Título: Aché reduz poder de executivos
Autor: Vieira, André
Fonte: Valor Econômico, 27/11/2006, Empresas, p. B1

Dez dias atrás, a elite da indústria farmacêutica acorreu à Sala São Paulo, uma antiga estação de trem transformada em um local de concertos de música no centro da capital paulista. A festa era para comemorar os 40 anos do Aché, o maior laboratório farmacêutico nacional.

Embalado pelo violinista Toquinho e ciceroneado pela atriz Fernanda Montenegro, o odeão, que comportava mais de 500 convidados, fez uma homenagem aos fundadores da empresa. Presente no evento, Eloi Bosio, diretor-presidente do Aché, passou em branco na solenidade. Muita gente ali notou a falta de referência. Cinco dias depois, Bosio pediu seu desligamento da farmacêutica.

A saída do executivo foi interpretada por pessoas ouvidas pelo Valor como um passo atrás dado no processo de profissionalização do Aché. No dia seguinte à saída do executivo, o conselho de administração, formado pelas famílias controladoras Siaulys, Baptista e Depieri, tomou a decisão de extinguir o cargo de diretor-presidente. Em seu lugar, criou a função de diretor-geral de operações, indicando ao posto o atual executivo de estratégia e desenvolvimento do laboratório, José Ricardo Mendes da Silva, também responsável pelas finanças da companhia. Mendes da Silva irá reportar diretamente ao conselho.

"Bosio foi alvejado no meio do caminho", disse uma pessoa familiarizada com os bastidores da saída do executivo. "A dúvida é saber como o Aché irá proceder daqui para a frente." Bosio, que havia sido eleito, no segmento farmacêutico, como "Executivo de Valor" neste ano, prêmio concedido por este jornal, dissera, em meados deste ano, que uma das suas missões era preparar a empresa para a abertura de capital.

Meses atrás, Bosio já tinha perdido parte das suas atribuições como presidente executivo. Ele deixou de gerenciar os negócios de genéricos e medicamentos isentos de prescrição (OTC), ficando responsável pela área de medicamentos vendidos com receita médica. O "rebaixamento" da sua função o teria incomodado.

Depois de 30 anos de carreira em multinacionais farmacêuticas como Upjohn e Pharmacia, o executivo chegou em 2003 num momento em que o Aché havia passado uma fase complicada. Os sócios saiam de uma briga interna e a receita despencava com o fim da licença de acordos com multinacionais num mercado que encolhia. Sua tarefa era mudar a face do Aché: um laboratório com uma grande força de vendas - mil representantes - baseado num portfólio de remédios similares.
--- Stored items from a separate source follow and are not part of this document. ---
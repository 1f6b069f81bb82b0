//! Integration test: in-place growth over real host mappings.
//!
//! A vector that is the most recent block of its arena keeps its address
//! across every growth. An allocation made behind its back forces exactly
//! one relocation, after which it is trailing again and grows in place.
//! Runs against `SystemPages`, so the guard/commit path is exercised on
//! the host.

#![cfg(unix)]

use vmpool_alloc::{AllocError, HeapAlloc, PageAllocator, PoolVec};
use vmpool_arena::ArenaError;

// ── Helpers ──────────────────────────────────────────────────────────

fn unbounded<T>(pages: usize) -> PageAllocator<T> {
    PageAllocator::with_limits(pages, 0)
}

// ── Tests ────────────────────────────────────────────────────────────

#[test]
fn pointer_is_stable_while_trailing() {
    let mut v = PoolVec::new_in(unbounded::<u64>(64));
    v.push(0).unwrap();
    let first = v.as_ptr();
    for i in 1..10_000u64 {
        v.push(i).unwrap();
        assert_eq!(v.as_ptr(), first, "moved at element {i}");
    }
    assert_eq!(v.growth_stats().relocated, 0);
    assert!(v.iter().copied().eq(0..10_000));
}

#[test]
fn intervening_allocation_forces_one_relocation() {
    let mut v = PoolVec::new_in(unbounded::<u32>(64));
    v.extend_from_iter(0..8).unwrap();
    let before = v.as_ptr();

    // Someone else takes the slots right after the vector's block.
    let other = v.allocator_mut().allocate(4).unwrap();

    v.extend_from_iter(8..64).unwrap();
    assert_ne!(v.as_ptr(), before);
    assert_eq!(v.growth_stats().relocated, 1);
    let relocated_at = v.as_ptr();

    v.extend_from_iter(64..4096).unwrap();
    assert_eq!(v.as_ptr(), relocated_at);
    assert_eq!(v.growth_stats().relocated, 1);
    assert!(v.iter().copied().eq(0..4096));

    assert!(v.allocator().owns(other.as_ptr()));
    assert_eq!(v.allocator().arena().released_slots(), 8);
}

#[test]
fn commits_follow_the_length() {
    let mut v = PoolVec::new_in(unbounded::<u8>(34));
    assert!(!v.allocator().arena().is_initialized());
    v.push(1).unwrap();
    let arena = v.allocator().arena();
    assert_eq!(arena.committed_pages(), 1);

    let page = arena.page_size();
    v.extend_from_iter(std::iter::repeat_n(7, 3 * page)).unwrap();
    let committed = v.allocator().arena().committed_pages();
    assert!(committed >= 4, "committed {committed} pages");
    assert!(committed <= 32);
}

#[test]
fn full_mapping_reports_exhaustion() {
    let alloc = unbounded::<u64>(3);
    let slots = alloc.arena().page_size() / 8;
    let mut v = PoolVec::new_in(alloc);
    v.extend_from_iter(0..slots as u64).unwrap();
    let err = v.push(0).unwrap_err();
    assert!(matches!(
        err,
        AllocError::Arena(ArenaError::CapacityExhausted { .. })
    ));
    assert_eq!(v.len(), slots);
}

#[test]
fn default_ceiling_caps_single_requests() {
    let mut v: PoolVec<u32> = PoolVec::new();
    v.extend_from_iter(0..10).unwrap();
    assert_eq!(v.capacity(), 10);
    assert!(matches!(v.push(10), Err(AllocError::TooLarge { max: 10, .. })));
    assert_eq!(v.len(), 10);
}

#[test]
fn heap_backed_vector_matches_contents() {
    let mut pooled = PoolVec::new_in(unbounded::<u16>(16));
    let mut heap: PoolVec<u16, HeapAlloc<u16>> = PoolVec::new();
    for i in 0..2000u16 {
        pooled.push(i).unwrap();
        heap.push(i).unwrap();
    }
    assert_eq!(pooled.as_slice(), heap.as_slice());
    assert_eq!(pooled.growth_stats().relocated, 0);
    assert!(heap.growth_stats().relocated > 0);
}
//! An in-process [`PageSource`] backed by heap buffers.
//!
//! [`FakePages`] hands out page-aligned, zeroed heap allocations as
//! "reservations" and tracks which of their pages have been committed.
//! Nothing is actually protected, so an arena's bookkeeping can be
//! exercised without a real mapping. Faults can be injected for every
//! host call.

#![allow(unsafe_code)]

use std::alloc::{self, Layout};
use std::cell::RefCell;
use std::ptr::NonNull;
use std::rc::Rc;

use vmpool_core::{PageError, PageOp, PageSource};

struct Reservation {
    base: NonNull<u8>,
    layout: Layout,
    committed: Vec<bool>,
}

impl Reservation {
    fn contains(&self, addr: usize, len: usize) -> bool {
        let start = self.base.as_ptr().addr();
        addr >= start && addr + len <= start + self.layout.size()
    }
}

#[derive(Default)]
struct FakeState {
    reservations: Vec<Reservation>,
    fail_next_reserve: bool,
    /// Remaining page commits that may succeed; `None` is unlimited.
    commit_budget: Option<usize>,
    fail_release: bool,
    reserve_calls: usize,
    commit_calls: usize,
    release_calls: usize,
}

impl Drop for FakeState {
    fn drop(&mut self) {
        for r in self.reservations.drain(..) {
            // SAFETY: every reservation was allocated with exactly this layout.
            unsafe { alloc::dealloc(r.base.as_ptr(), r.layout) };
        }
    }
}

/// A fake host page interface.
///
/// Clones share state, so tests keep one handle for inspection and
/// fault injection and give a clone to the code under test.
#[derive(Clone)]
pub struct FakePages {
    page_size: usize,
    state: Rc<RefCell<FakeState>>,
}

impl FakePages {
    /// A fake host with pages of `page_size` bytes (a power of two).
    pub fn new(page_size: usize) -> Self {
        assert!(page_size.is_power_of_two(), "page size must be a power of two");
        Self {
            page_size,
            state: Rc::new(RefCell::new(FakeState::default())),
        }
    }

    /// Make the next `reserve` call fail.
    pub fn fail_next_reserve(&self) {
        self.state.borrow_mut().fail_next_reserve = true;
    }

    /// Let only `pages` more page commits succeed.
    pub fn allow_commits(&self, pages: usize) {
        self.state.borrow_mut().commit_budget = Some(pages);
    }

    /// Let every page commit succeed again.
    pub fn unlimited_commits(&self) {
        self.state.borrow_mut().commit_budget = None;
    }

    /// Make every `release` call fail while `fail` is set.
    pub fn fail_release(&self, fail: bool) {
        self.state.borrow_mut().fail_release = fail;
    }

    /// Reservations not yet released.
    pub fn live_reservations(&self) -> usize {
        self.state.borrow().reservations.len()
    }

    /// Whether the page holding `addr` is committed in some reservation.
    pub fn is_committed(&self, addr: *const u8) -> bool {
        let addr = addr.addr();
        self.state.borrow().reservations.iter().any(|r| {
            r.contains(addr, 1) && r.committed[(addr - r.base.as_ptr().addr()) / self.page_size]
        })
    }

    /// Committed pages across all live reservations.
    pub fn committed_pages(&self) -> usize {
        self.state
            .borrow()
            .reservations
            .iter()
            .map(|r| r.committed.iter().filter(|&&c| c).count())
            .sum()
    }

    pub fn reserve_calls(&self) -> usize {
        self.state.borrow().reserve_calls
    }

    pub fn commit_calls(&self) -> usize {
        self.state.borrow().commit_calls
    }

    pub fn release_calls(&self) -> usize {
        self.state.borrow().release_calls
    }
}

impl PageSource for FakePages {
    fn page_size(&self) -> usize {
        self.page_size
    }

    fn reserve(&self, len: usize) -> Result<NonNull<u8>, PageError> {
        let mut state = self.state.borrow_mut();
        state.reserve_calls += 1;
        if std::mem::take(&mut state.fail_next_reserve) {
            return Err(PageError::new(PageOp::Reserve, len));
        }
        assert!(
            len > 0 && len % self.page_size == 0,
            "reserve of {len} bytes is not a whole number of pages"
        );
        let layout = Layout::from_size_align(len, self.page_size)
            .map_err(|_| PageError::new(PageOp::Reserve, len))?;
        // SAFETY: layout has a non-zero size.
        let base = NonNull::new(unsafe { alloc::alloc_zeroed(layout) })
            .ok_or(PageError::new(PageOp::Reserve, len))?;
        state.reservations.push(Reservation {
            base,
            layout,
            committed: vec![false; len / self.page_size],
        });
        Ok(base)
    }

    unsafe fn commit(&self, addr: NonNull<u8>, len: usize) -> Result<(), PageError> {
        let mut state = self.state.borrow_mut();
        state.commit_calls += 1;
        let addr = addr.as_ptr().addr();
        assert_eq!(addr % self.page_size, 0, "commit of unaligned address");
        let pages = len.div_ceil(self.page_size);
        if let Some(budget) = state.commit_budget {
            if budget < pages {
                return Err(PageError::new(PageOp::Commit, len));
            }
            state.commit_budget = Some(budget - pages);
        }
        let page_size = self.page_size;
        let r = state
            .reservations
            .iter_mut()
            .find(|r| r.contains(addr, len))
            .expect("commit outside any live reservation");
        let first = (addr - r.base.as_ptr().addr()) / page_size;
        r.committed[first..first + pages].fill(true);
        Ok(())
    }

    unsafe fn release(&self, base: NonNull<u8>, len: usize) -> Result<(), PageError> {
        let mut state = self.state.borrow_mut();
        state.release_calls += 1;
        if state.fail_release {
            return Err(PageError::new(PageOp::Release, len));
        }
        let index = state
            .reservations
            .iter()
            .position(|r| r.base == base && r.layout.size() == len)
            .expect("release of an unknown reservation");
        let r = state.reservations.swap_remove(index);
        // SAFETY: the reservation was allocated with exactly this layout.
        unsafe { alloc::dealloc(r.base.as_ptr(), r.layout) };
        Ok(())
    }
}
Com personalidade contida, soando até timidez, Bosio esteve à frente da compra da Biosintética, em outubro de 2005, por mais de R$ 500 milhões, a maior aquisição já realizada no setor brasileiro. No entanto, a integração da operação - considerada complementar aos negócios do Aché - não surtiu o efeito desejado.

"Eles perderam uma oportunidade de ouro desestruturando a Biosintética, que era um ativo valioso", disse um especialista do setor. Por meio da Biosintética, o Aché entrou no segmento que mais cresce: o de genéricos. Mas, apesar de manter a liderança entre os laboratórios nacionais, o Aché perdeu quase 40% de sua fatia neste mercado, baixando de 12% para 8% em um ano.

Executivos já tinham dito que a tarefa do Aché não era entrar na briga de preços e descontos dos genéricos - travada entre Medley e EMS, líderes do mercado -, mas sim complementar o portfólio oferecido às redes de farmácias.

Outra perda importante foi com as licenças de drogas não renovadas que geravam gordos lucros na época em que estavam nas mãos da Biosintética. É o caso das parcerias estratégicas com os genéricos da Teva, e os remédios de segunda marca, como a estatina Crestor e o antipsicótico Seroquel, da AstraZeneca, e o Exelon para tratamento de Alzheimer, da Novartis. "Por não ter tentado negociar a renovação das licenças, a Aché deixou de ganhar cerca de R$ 100 milhões em receita", estima fonte do setor. Em 2005, a receita bruta consolidada do laboratório foi de R$ 1,6 bilhão.

"No fundo, Eloi Bosio acabará sendo o culpado por seguir o livro de boa administração", interpreta um atento observador do setor. "O ideal para o Aché seria um líder carismático e capaz de envolver a empresa em grandes projetos. A dificuldade é que os sócios não dão espaço para esse tipo de liderança", afirmou.